Sebelum menjawab Galang terdiam beberapa detik, ia selama ini bergadang hanya untuk merangkum materi belajar demi Tapasya. "Lo seperhatian itu sama gue? makin mirip deh."

Seketika kegiatan mengunyah Anya terhenti saat gadis itu mendengar kata 'mirip' siapa sebenarnya?

"Mirip calon istri gue!" ralat Galang dengan senyum manisnya, ia menyadari atas kesalahan dari ucapannya. Anya tersenyum kikuk, ia rasa sepertinya Galang tengah berbohong.

Hari terus berlalu, dua hari lagi program GPR akan dilaksanakan, semuanya sibuk mempersiapkan ini dan itu. Rencana Anya sepulang sekolah akan pergi ke tempat rehab untuk mengucapkan salam perpisahan pada Ibu Ray.

"Kalau mau bareng jangan lemot!" ucap Kale pada Anya. Risa menyuruh Kale untuk mengantar Anya kesekolah karena pagi ini ia bangun kesiangan. Anya mengangguk lalu berjalan mendekati Kale.

"Lo masih ada hutang ke gue," kata Kale saat mobil itu tengah melaju.

"Apa?"

"Buah lah apa lagi!" kata Kale sedikit meninggi.

Anya menghela nafas. "Lagian Kale nggak sakit kan?"

"Tapi mulut gue udah kotor," kilah Kale.

"Tanpa Kale nggak makan lolipop itu pun mulut Kale udah kotor karena sering ngerendahin Anya!" kesal Anya. Pagi-pagi sudah memulai perdebatan saja.

Kale berdecih dengan senyum kirinya. "Yang mana? Oh soal cewek bayaran?"

"Iya!"

"Ngapain marah kalau nggak ngerasa?" tanya Kale membuat Anya langsung terdiam. Benar juga yang Kale katakan.
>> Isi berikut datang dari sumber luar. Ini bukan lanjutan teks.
pub mod complaints;
pub mod hostels;
pub mod managers;
pub mod payments;
pub mod reports;
pub mod rewards;
pub mod rooms;
pub mod students;

pub use complaints::{
    ComplaintListParams, ComplaintResponse, CreateComplaintRequest, UpdateComplaintRequest,
};
pub use hostels::{CreateHostelRequest, HostelListParams, HostelResponse, UpdateHostelRequest};
pub use managers::{CreateManagerRequest, ManagerResponse};
pub use payments::{
    CreatePaymentRequest, GenerateInvoicesRequest, PaymentListParams, PaymentListResponse,
    PaymentResponse, StatusReasonRequest, SubmitProofRequest,
};
pub use reports::ReportParams;
pub use rewards::{CreateRewardRequest, RewardListParams, RewardListResponse, RewardResponse};
pub use rooms::{CreateRoomRequest, RoomResponse, UpdateRoomRequest};
pub use students::{
    AssignRoomRequest, CreateStudentRequest, StudentListParams, StudentListResponse,
    StudentResponse, UpdateStudentRequest,
};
"Bagus deh kalau ngerasa, berarti emang itu faktanya dan nggak ada yang salah dari ucapan gue kan?" tanya Kale sambil melirik Anya yang sedang terdiam menahan kesal.
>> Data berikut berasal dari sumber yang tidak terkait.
use crate::dtos::{
    AssignRoomRequest, CreateStudentRequest, StudentListParams, StudentListResponse,
    StudentResponse, UpdateStudentRequest,
};
use crate::middleware::RequestContext;
use crate::models::{NewStudent, Role, Room, Student, StudentFilter};
use crate::services::access::{caller_student, scoped_hostel};
use crate::services::{HostelStore, Page};
use crate::startup::AppState;
use crate::utils::ValidatedJson;
use axum::{
    extract::{Path, Query, State},
    http::StatusCode,
    response::IntoResponse,
    Json,
};
use chrono::Utc;
use service_core::error::AppError;
use std::collections::HashMap;

async fn find_student(
    store: &dyn HostelStore,
    hostel_id: &str,
    student_id: &str,
) -> Result<Student, AppError> {
    store
        .get_student(hostel_id, student_id)
        .await?
        .ok_or_else(|| AppError::not_found("Student not found"))
}

async fn room_of(store: &dyn HostelStore, student: &Student) -> Result<Option<Room>, AppError> {
    match student.room_id {
        Some(ref room_id) => store.get_room(&student.hostel_id, room_id).await,
        None => Ok(None),
    }
}

/// Takes a bed in `room_id`, failing with `Conflict` when the room is full
/// or inactive.
async fn take_bed(store: &dyn HostelStore, hostel_id: &str, room_id: &str) -> Result<Room, AppError> {
    let room = store
        .get_room(hostel_id, room_id)
        .await?
        .ok_or_else(|| AppError::not_found("Room not found"))?;

    if !store.reserve_bed(hostel_id, room_id).await? {
        return Err(AppError::conflict(format!(
            "Room {} has no free beds",
            room.number
        )));
    }
    Ok(room)
}

pub async fn list_students(
    State(state): State<AppState>,
    ctx: RequestContext,
    Path(hostel_id): Path<String>,
    Query(params): Query<StudentListParams>,
) -> Result<impl IntoResponse, AppError> {
    let store = state.store.as_ref();
    let hostel = scoped_hostel(store, &ctx, &hostel_id, Role::Manager).await?;

    let filter = StudentFilter {
        is_active: params.is_active,
        room_id: params.room_id,
        user_id: None,
    };
    let students = store.list_students(&hostel.id, &filter).await?;
    let rooms: HashMap<String, Room> = store
        .list_rooms(&hostel.id)
        .await?
        .into_iter()
        .map(|r| (r.id.clone(), r))
        .collect();

    let page = Page::from_params(params.page, params.page_size);
    let total = students.len() as u64;
    let page_size = page.limit as u64;
    let students: Vec<StudentResponse> = students
        .into_iter()
        .skip(page.skip as usize)
        .take(page.limit as usize)
        .map(|s| {
            let room = s.room_id.as_ref().and_then(|id| rooms.get(id));
            StudentResponse::new(s, room)
        })
        .collect();

    Ok(Json(StudentListResponse {
        students,
        total,
        page: page.skip / page_size + 1,
        page_size,
        total_pages: total.div_ceil(page_size),
    }))
}

pub async fn create_student(
    State(state): State<AppState>,
    ctx: RequestContext,
    Path(hostel_id): Path<String>,
    ValidatedJson(req): ValidatedJson<CreateStudentRequest>,
) -> Result<impl IntoResponse, AppError> {
    let store = state.store.as_ref();
    let hostel = scoped_hostel(store, &ctx, &hostel_id, Role::Manager).await?;

    if !hostel.is_active {
        return Err(AppError::bad_request("Cannot register students in an inactive hostel"));
    }

    let mut student = Student::new(NewStudent {
        hostel_id: hostel.id.clone(),
        user_id: req.user_id,
        name: req.name,
        email: req.email,
        phone: req.phone,
        guardian_name: req.guardian_name,
        guardian_phone: req.guardian_phone,
        monthly_fee: req.monthly_fee,
    });

    let room = match req.room_id {
        Some(ref room_id) => Some(take_bed(store, &hostel.id, room_id).await?),
        None => None,
    };
    student.room_id = room.as_ref().map(|r| r.id.clone());

    if let Err(e) = store.insert_student(&student).await {
        if let Some(ref room) = room {
            store.release_bed(&hostel.id, &room.id).await?;
        }
        return Err(e);
    }

    tracing::info!(student_id = %student.id, hostel_id = %hostel.id, "Student registered");

    Ok((
        StatusCode::CREATED,
        Json(StudentResponse::new(student, room.as_ref())),
    ))
}

pub async fn get_student(
    State(state): State<AppState>,
    ctx: RequestContext,
    Path((hostel_id, student_id)): Path<(String, String)>,
) -> Result<impl IntoResponse, AppError> {
    let store = state.store.as_ref();
    let hostel = scoped_hostel(store, &ctx, &hostel_id, Role::Student).await?;

    if ctx.is_student() && caller_student(store, &ctx, &hostel.id).await?.id != student_id {
        return Err(AppError::not_found("Student not found"));
    }

    let student = find_student(store, &hostel.id, &student_id).await?;
    let room = room_of(store, &student).await?;
    Ok(Json(StudentResponse::new(student, room.as_ref())))
}

pub async fn update_student(
    State(state): State<AppState>,
    ctx: RequestContext,
    Path((hostel_id, student_id)): Path<(String, String)>,
    ValidatedJson(req): ValidatedJson<UpdateStudentRequest>,
) -> Result<impl IntoResponse, AppError> {
    let store = state.store.as_ref();
    let hostel = scoped_hostel(store, &ctx, &hostel_id, Role::Manager).await?;
    let mut student = find_student(store, &hostel.id, &student_id).await?;

    if let Some(name) = req.name {
        student.name = name;
    }
    if let Some(email) = req.email {
        student.email = email;
    }
    if let Some(phone) = req.phone {
        student.phone = Some(phone);
    }
    if let Some(guardian_name) = req.guardian_name {
        student.guardian_name = Some(guardian_name);
    }
    if let Some(guardian_phone) = req.guardian_phone {
        student.guardian_phone = Some(guardian_phone);
    }
    // Only future invoices pick up a new fee.
    if let Some(monthly_fee) = req.monthly_fee {
        student.monthly_fee = monthly_fee;
    }
    if let Some(user_id) = req.user_id {
        student.user_id = Some(user_id);
    }
    student.updated_at = Utc::now();

    store.update_student(&student).await?;
    let room = room_of(store, &student).await?;
    Ok(Json(StudentResponse::new(student, room.as_ref())))
}

/// Assigns or moves a student to a room. The new bed is taken before the
/// old one is released, so a full target room leaves the student in place.
pub async fn assign_room(
    State(state): State<AppState>,
    ctx: RequestContext,
    Path((hostel_id, student_id)): Path<(String, String)>,
    ValidatedJson(req): ValidatedJson<AssignRoomRequest>,
) -> Result<impl IntoResponse, AppError> {
    let store = state.store.as_ref();
    let hostel = scoped_hostel(store, &ctx, &hostel_id, Role::Manager).await?;
    let mut student = find_student(store, &hostel.id, &student_id).await?;

    if !student.is_active {
        return Err(AppError::bad_request("Student has left the hostel"));
    }

    if student.room_id.as_deref() == Some(req.room_id.as_str()) {
        let room = room_of(store, &student).await?;
        return Ok(Json(StudentResponse::new(student, room.as_ref())));
    }

    let room = take_bed(store, &hostel.id, &req.room_id).await?;
    let previous = student.room_id.replace(room.id.clone());
    student.updated_at = Utc::now();

    if let Err(e) = store.update_student(&student).await {
        store.release_bed(&hostel.id, &room.id).await?;
        return Err(e);
    }
    if let Some(previous) = previous {
        store.release_bed(&hostel.id, &previous).await?;
    }

    tracing::info!(
        student_id = %student.id,
        room_id = %room.id,
        "Student assigned to room"
    );

    Ok(Json(StudentResponse::new(student, Some(&room))))
}

/// Marks the student as departed and frees their bed. Payment history is kept.
pub async fn leave_hostel(
    State(state): State<AppState>,
    ctx: RequestContext,
    Path((hostel_id, student_id)): Path<(String, String)>,
) -> Result<impl IntoResponse, AppError> {
    let store = state.store.as_ref();
    let hostel = scoped_hostel(store, &ctx, &hostel_id, Role::Manager).await?;
    let mut student = find_student(store, &hostel.id, &student_id).await?;

    if !student.is_active {
        return Err(AppError::conflict("Student has already left"));
    }

    let previous = student.room_id.take();
    student.is_active = false;
    student.left_at = Some(mongodb::bson::DateTime::now());
    student.updated_at = Utc::now();
    store.update_student(&student).await?;

    if let Some(room_id) = previous {
        store.release_bed(&hostel.id, &room_id).await?;
    }

    tracing::info!(student_id = %student.id, "Student left hostel");

    Ok(Json(StudentResponse::new(student, None)))
}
Anya menoleh pada Kale. "Bajingan!" ucap Anya lantang di telinga Kale, sontak Kale langsung melirik pada Anya yang berada di sebelahnya.

Dari tatapan Kale membuktikan kalau ia tengah mode marah. "Mau marah? emang Kale merasa bajingan? oh atau itu emang faktanya?" ucap Anya. Baik mereka sekarang sudah sama-sama pintar dalam berdebat.
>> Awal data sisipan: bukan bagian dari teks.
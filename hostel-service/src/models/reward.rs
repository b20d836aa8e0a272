use chrono::{DateTime, Utc};
use serde::{Deserialize, Serialize};
use uuid::Uuid;

/// Points awarded to a student by hostel staff.
#[derive(Debug, Clone, Serialize, Deserialize)]
pub struct Reward {
    #[serde(rename = "_id")]
    pub id: String,
    pub hostel_id: String,
    pub student_id: String,
    pub points: i32,
    pub reason: String,
    pub awarded_by: String,
    #[serde(with = "mongodb::bson::serde_helpers::chrono_datetime_as_bson_datetime")]
    pub created_at: DateTime<Utc>,
}

impl Reward {
    pub fn new(
        hostel_id: String,
        student_id: String,
        points: i32,
        reason: String,
        awarded_by: String,
    ) -> Self {
        Self {
            id: Uuid::new_v4().to_string(),
            hostel_id,
            student_id,
            points,
            reason,
            awarded_by,
            created_at: Utc::now(),
        }
    }
}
"Galang." Balas Kale sambil kembali foksu menyetir.

"Hah?"

"Gue nggak marah, cuma nyambungin perkataan lo aja, bajingan Galang." Ucap Kale.

Lagi-lagi Anya kalah point. "Anya nggak lagi main sambung kata!"

"Ya lagian siapa yang ngajak lo main sambung kata?" tanya Kale.

"Terus Kale main sendiri?" tanya balik Anya.

"Iya, sambungan kata itu supaya sempurna kaya permainan si bajingan Galang itu, dia berhasil bikin lo terperangkap jadi hansaplast-nya," ucap Kale membuat Anya bingung.

"Hansaplast?"

Karena sebentar lagi akan ada ujian jadi Kale, Epot dan Jawa lebih lama di sekolah padahal mereka ingin segera menemui Bule di rumah sakit.

Tok ... tok ... tok....

Ketukan pintu dari ruangan Bule membuat Intania sedikit terkejut ia pun segera membukanya, dan saat melihat siapa yang mengetuk ia lebih terkejut lagi.

"Anisah?" Ucap Intania. Anisah yang membawa bayi di gendongannya mengangguk sambil tersenyum manis.

Intania mengajak Anisah masuk kedalam, air matanya turun saat melihat Bule terbaring lemah dengan perban yang menutupi tubuhnya. Bule yang terlihat kuat seolah telah hilang.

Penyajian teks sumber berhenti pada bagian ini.